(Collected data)
.....
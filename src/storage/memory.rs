//! In-memory implementation of KeyValueStore.

use async_trait::async_trait;
use std::collections::HashMap;
use std::time::Duration;
use tokio::sync::Mutex;
use tokio::time::Instant;

use crate::storage::{KeyValueStore, StorageError};

struct Entry {
    value: String,
    expires_at: Option<Instant>,
}

impl Entry {
    fn is_expired(&self, now: Instant) -> bool {
        self.expires_at.is_some_and(|at| at <= now)
    }
}

/// MemoryStore keeps records in a process-local map with lazy expiry.
///
/// Deadlines use `tokio::time::Instant`, so paused-clock tests can advance them.
#[derive(Default)]
pub struct MemoryStore {
    entries: Mutex<HashMap<String, Entry>>,
}

impl MemoryStore {
    pub fn new() -> Self {
        Self::default()
    }

    /// Number of live keys.
    pub async fn len(&self) -> usize {
        let now = Instant::now();
        let entries = self.entries.lock().await;
        entries.values().filter(|e| !e.is_expired(now)).count()
    }

    pub async fn is_empty(&self) -> bool {
        self.len().await == 0
    }

    /// Remaining TTL of a key, or None if it has none or is missing.
    pub async fn ttl(&self, key: &str) -> Option<Duration> {
        let now = Instant::now();
        let entries = self.entries.lock().await;
        entries
            .get(key)
            .filter(|e| !e.is_expired(now))
            .and_then(|e| e.expires_at)
            .map(|at| at.saturating_duration_since(now))
    }
}

#[async_trait]
impl KeyValueStore for MemoryStore {
    async fn get(&self, key: &str) -> Result<Option<String>, StorageError> {
        let now = Instant::now();
        let mut entries = self.entries.lock().await;
        if entries.get(key).is_some_and(|e| e.is_expired(now)) {
            entries.remove(key);
            return Ok(None);
        }
        Ok(entries.get(key).map(|e| e.value.clone()))
    }

    async fn set(&self, key: &str, value: &str, ttl: Option<Duration>) -> Result<(), StorageError> {
        let expires_at = ttl.map(|ttl| Instant::now() + ttl);
        let mut entries = self.entries.lock().await;
        entries.insert(
            key.to_string(),
            Entry {
                value: value.to_string(),
                expires_at,
            },
        );
        Ok(())
    }

    async fn incr(&self, key: &str) -> Result<i64, StorageError> {
        let now = Instant::now();
        let mut entries = self.entries.lock().await;

        match entries.get_mut(key) {
            Some(entry) if !entry.is_expired(now) => {
                let current: i64 = entry.value.parse().map_err(|_| {
                    StorageError::InvalidData(format!("value at {} is not an integer", key))
                })?;
                let next = current.checked_add(1).ok_or_else(|| {
                    StorageError::InvalidData(format!("value at {} is not an integer", key))
                })?;
                entry.value = next.to_string();
                Ok(next)
            }
            _ => {
                entries.insert(
                    key.to_string(),
                    Entry {
                        value: "1".to_string(),
                        expires_at: None,
                    },
                );
                Ok(1)
            }
        }
    }

    async fn expire(&self, key: &str, ttl: Duration) -> Result<bool, StorageError> {
        let now = Instant::now();
        let mut entries = self.entries.lock().await;
        match entries.get_mut(key) {
            Some(entry) if !entry.is_expired(now) => {
                entry.expires_at = Some(now + ttl);
                Ok(true)
            }
            _ => Ok(false),
        }
    }

    async fn del(&self, key: &str) -> Result<(), StorageError> {
        self.entries.lock().await.remove(key);
        Ok(())
    }
}

#[cfg(test)]
mod tests {
    use super::*;

    #[tokio::test]
    async fn test_get_missing_key() {
        let store = MemoryStore::new();
        assert_eq!(store.get("missing").await.unwrap(), None);
    }

    #[tokio::test]
    async fn test_set_and_get() {
        let store = MemoryStore::new();
        store.set("k", "v", None).await.unwrap();
        assert_eq!(store.get("k").await.unwrap(), Some("v".to_string()));
    }

    #[tokio::test(start_paused = true)]
    async fn test_set_with_ttl_expires() {
        let store = MemoryStore::new();
        store
            .set("k", "v", Some(Duration::from_secs(10)))
            .await
            .unwrap();

        tokio::time::advance(Duration::from_secs(9)).await;
        assert_eq!(store.get("k").await.unwrap(), Some("v".to_string()));

        tokio::time::advance(Duration::from_secs(2)).await;
        assert_eq!(store.get("k").await.unwrap(), None);
        assert!(store.is_empty().await);
    }

    #[tokio::test]
    async fn test_incr_creates_and_increments() {
        let store = MemoryStore::new();
        assert_eq!(store.incr("n").await.unwrap(), 1);
        assert_eq!(store.incr("n").await.unwrap(), 2);
        assert_eq!(store.get("n").await.unwrap(), Some("2".to_string()));
    }

    #[tokio::test]
    async fn test_incr_rejects_non_integer() {
        let store = MemoryStore::new();
        store.set("n", "abc", None).await.unwrap();
        let result = store.incr("n").await;
        assert!(matches!(result, Err(StorageError::InvalidData(_))));
    }

    #[tokio::test]
    async fn test_incr_rejects_overflow() {
        let store = MemoryStore::new();
        store.set("n", &i64::MAX.to_string(), None).await.unwrap();
        assert!(matches!(
            store.incr("n").await,
            Err(StorageError::InvalidData(_))
        ));
    }

    #[tokio::test(start_paused = true)]
    async fn test_incr_keeps_ttl() {
        let store = MemoryStore::new();
        store.incr("n").await.unwrap();
        assert!(store.expire("n", Duration::from_secs(60)).await.unwrap());

        tokio::time::advance(Duration::from_secs(30)).await;
        assert_eq!(store.incr("n").await.unwrap(), 2);
        assert_eq!(store.ttl("n").await, Some(Duration::from_secs(30)));
    }

    #[tokio::test(start_paused = true)]
    async fn test_incr_after_expiry_restarts_at_one() {
        let store = MemoryStore::new();
        store.incr("n").await.unwrap();
        store.incr("n").await.unwrap();
        store.expire("n", Duration::from_secs(5)).await.unwrap();

        tokio::time::advance(Duration::from_secs(6)).await;
        assert_eq!(store.incr("n").await.unwrap(), 1);
    }

    #[tokio::test]
    async fn test_expire_missing_key() {
        let store = MemoryStore::new();
        assert!(!store.expire("missing", Duration::from_secs(1)).await.unwrap());
    }

    #[tokio::test]
    async fn test_del_is_idempotent() {
        let store = MemoryStore::new();
        store.set("k", "v", None).await.unwrap();
        store.del("k").await.unwrap();
        store.del("k").await.unwrap();
        assert_eq!(store.get("k").await.unwrap(), None);
    }
}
.....
◆ Work request ◆
Write each line above out exactly.

◆ Solution for this problem ◆
filename src/storage/memory.rs
//! In-memory implementation of KeyValueStore.

use async_trait::async_trait;
use std::collections::HashMap;
use std::time::Duration;
use tokio::sync::Mutex;
use tokio::time::Instant;

use crate::storage::{KeyValueStore, StorageError};

struct Entry {
    value: String,
    expires_at: Option<Instant>,
}

impl Entry {
    fn is_expired(&self, now: Instant) -> bool {
        self.expires_at.is_some_and(|at| at <= now)
    }
}

/// MemoryStore keeps records in a process-local map with lazy expiry.
///
/// Deadlines use `tokio::time::Instant`, so paused-clock tests can advance them.
#[derive(Default)]
pub struct MemoryStore {
    entries: Mutex<HashMap<String, Entry>>,
}

impl MemoryStore {
    pub fn new() -> Self {
        Self::default()
    }

    /// Number of live keys.
    pub async fn len(&self) -> usize {
        let now = Instant::now();
        let entries = self.entries.lock().await;
        entries.values().filter(|e| !e.is_expired(now)).count()
    }

    pub async fn is_empty(&self) -> bool {
        self.len().await == 0
    }

    /// Remaining TTL of a key, or None if it has none or is missing.
    pub async fn ttl(&self, key: &str) -> Option<Duration> {
        let now = Instant::now();
        let entries = self.entries.lock().await;
        entries
            .get(key)
            .filter(|e| !e.is_expired(now))
            .and_then(|e| e.expires_at)
            .map(|at| at.saturating_duration_since(now))
    }
}

#[async_trait]
impl KeyValueStore for MemoryStore {
    async fn get(&self, key: &str) -> Result<Option<String>, StorageError> {
        let now = Instant::now();
        let mut entries = self.entries.lock().await;
        if entries.get(key).is_some_and(|e| e.is_expired(now)) {
            entries.remove(key);
            return Ok(None);
        }
        Ok(entries.get(key).map(|e| e.value.clone()))
    }

    async fn set(&self, key: &str, value: &str, ttl: Option<Duration>) -> Result<(), StorageError> {
        let expires_at = ttl.map(|ttl| Instant::now() + ttl);
        let mut entries = self.entries.lock().await;
        entries.insert(
            key.to_string(),
            Entry {
                value: value.to_string(),
                expires_at,
            },
        );
        Ok(())
    }

    async fn incr(&self, key: &str) -> Result<i64, StorageError> {
        let now = Instant::now();
        let mut entries = self.entries.lock().await;

        match entries.get_mut(key) {
            Some(entry) if !entry.is_expired(now) => {
                let current: i64 = entry.value.parse().map_err(|_| {
                    StorageError::InvalidData(format!("value at {} is not an integer", key))
                })?;
                let next = current.checked_add(1).ok_or_else(|| {
                    StorageError::InvalidData(format!("value at {} is not an integer", key))
                })?;
                entry.value = next.to_string();
                Ok(next)
            }
            _ => {
                entries.insert(
                    key.to_string(),
                    Entry {
                        value: "1".to_string(),
                        expires_at: None,
                    },
                );
                Ok(1)
            }
        }
    }

    async fn expire(&self, key: &str, ttl: Duration) -> Result<bool, StorageError> {
        let now = Instant::now();
        let mut entries = self.entries.lock().await;
        match entries.get_mut(key) {
            Some(entry) if !entry.is_expired(now) => {
                entry.expires_at = Some(now + ttl);
                Ok(true)
            }
            _ => Ok(false),
        }
    }

    async fn del(&self, key: &str) -> Result<(), StorageError> {
        self.entries.lock().await.remove(key);
        Ok(())
    }
}

#[cfg(test)]
mod tests {
    use super::*;

    #[tokio::test]
    async fn test_get_missing_key() {
        let store = MemoryStore::new();
        assert_eq!(store.get("missing").await.unwrap(), None);
    }

    #[tokio::test]
    async fn test_set_and_get() {
        let store = MemoryStore::new();
        store.set("k", "v", None).await.unwrap();
        assert_eq!(store.get("k").await.unwrap(), Some("v".to_string()));
    }

    #[tokio::test(start_paused = true)]
    async fn test_set_with_ttl_expires() {
        let store = MemoryStore::new();
        store
            .set("k", "v", Some(Duration::from_secs(10)))
            .await
            .unwrap();

        tokio::time::advance(Duration::from_secs(9)).await;
        assert_eq!(store.get("k").await.unwrap(), Some("v".to_string()));

        tokio::time::advance(Duration::from_secs(2)).await;
        assert_eq!(store.get("k").await.unwrap(), None);
        assert!(store.is_empty().await);
    }

    #[tokio::test]
    async fn test_incr_creates_and_increments() {
        let store = MemoryStore::new();
        assert_eq!(store.incr("n").await.unwrap(), 1);
        assert_eq!(store.incr("n").await.unwrap(), 2);
        assert_eq!(store.get("n").await.unwrap(), Some("2".to_string()));
    }

    #[tokio::test]
    async fn test_incr_rejects_non_integer() {
        let store = MemoryStore::new();
        store.set("n", "abc", None).await.unwrap();
        let result = store.incr("n").await;
        assert!(matches!(result, Err(StorageError::InvalidData(_))));
    }

    #[tokio::test]
    async fn test_incr_rejects_overflow() {
        let store = MemoryStore::new();
        store.set("n", &i64::MAX.to_string(), None).await.unwrap();
        assert!(matches!(
            store.incr("n").await,
            Err(StorageError::InvalidData(_))
        ));
    }

    #[tokio::test(start_paused = true)]
    async fn test_incr_keeps_ttl() {
        let store = MemoryStore::new();
        store.incr("n").await.unwrap();
        assert!(store.expire("n", Duration::from_secs(60)).await.unwrap());

        tokio::time::advance(Duration::from_secs(30)).await;
        assert_eq!(store.incr("n").await.unwrap(), 2);
        assert_eq!(store.ttl("n").await, Some(Duration::from_secs(30)));
    }

    #[tokio::test(start_paused = true)]
    async fn test_incr_after_expiry_restarts_at_one() {
        let store = MemoryStore::new();
        store.incr("n").await.unwrap();
        store.incr("n").await.unwrap();
        store.expire("n", Duration::from_secs(5)).await.unwrap();

        tokio::time::advance(Duration::from_secs(6)).await;
        assert_eq!(store.incr("n").await.unwrap(), 1);
    }

    #[tokio::test]
    async fn test_expire_missing_key() {
        let store = MemoryStore::new();
        assert!(!store.expire("missing", Duration::from_secs(1)).await.unwrap());
    }

    #[tokio::test]
    async fn test_del_is_idempotent() {
        let store = MemoryStore::new();
        store.set("k", "v", None).await.unwrap();
        store.del("k").await.unwrap();
        store.del("k").await.unwrap();
        assert_eq!(store.get("k").await.unwrap(), None);
    }
}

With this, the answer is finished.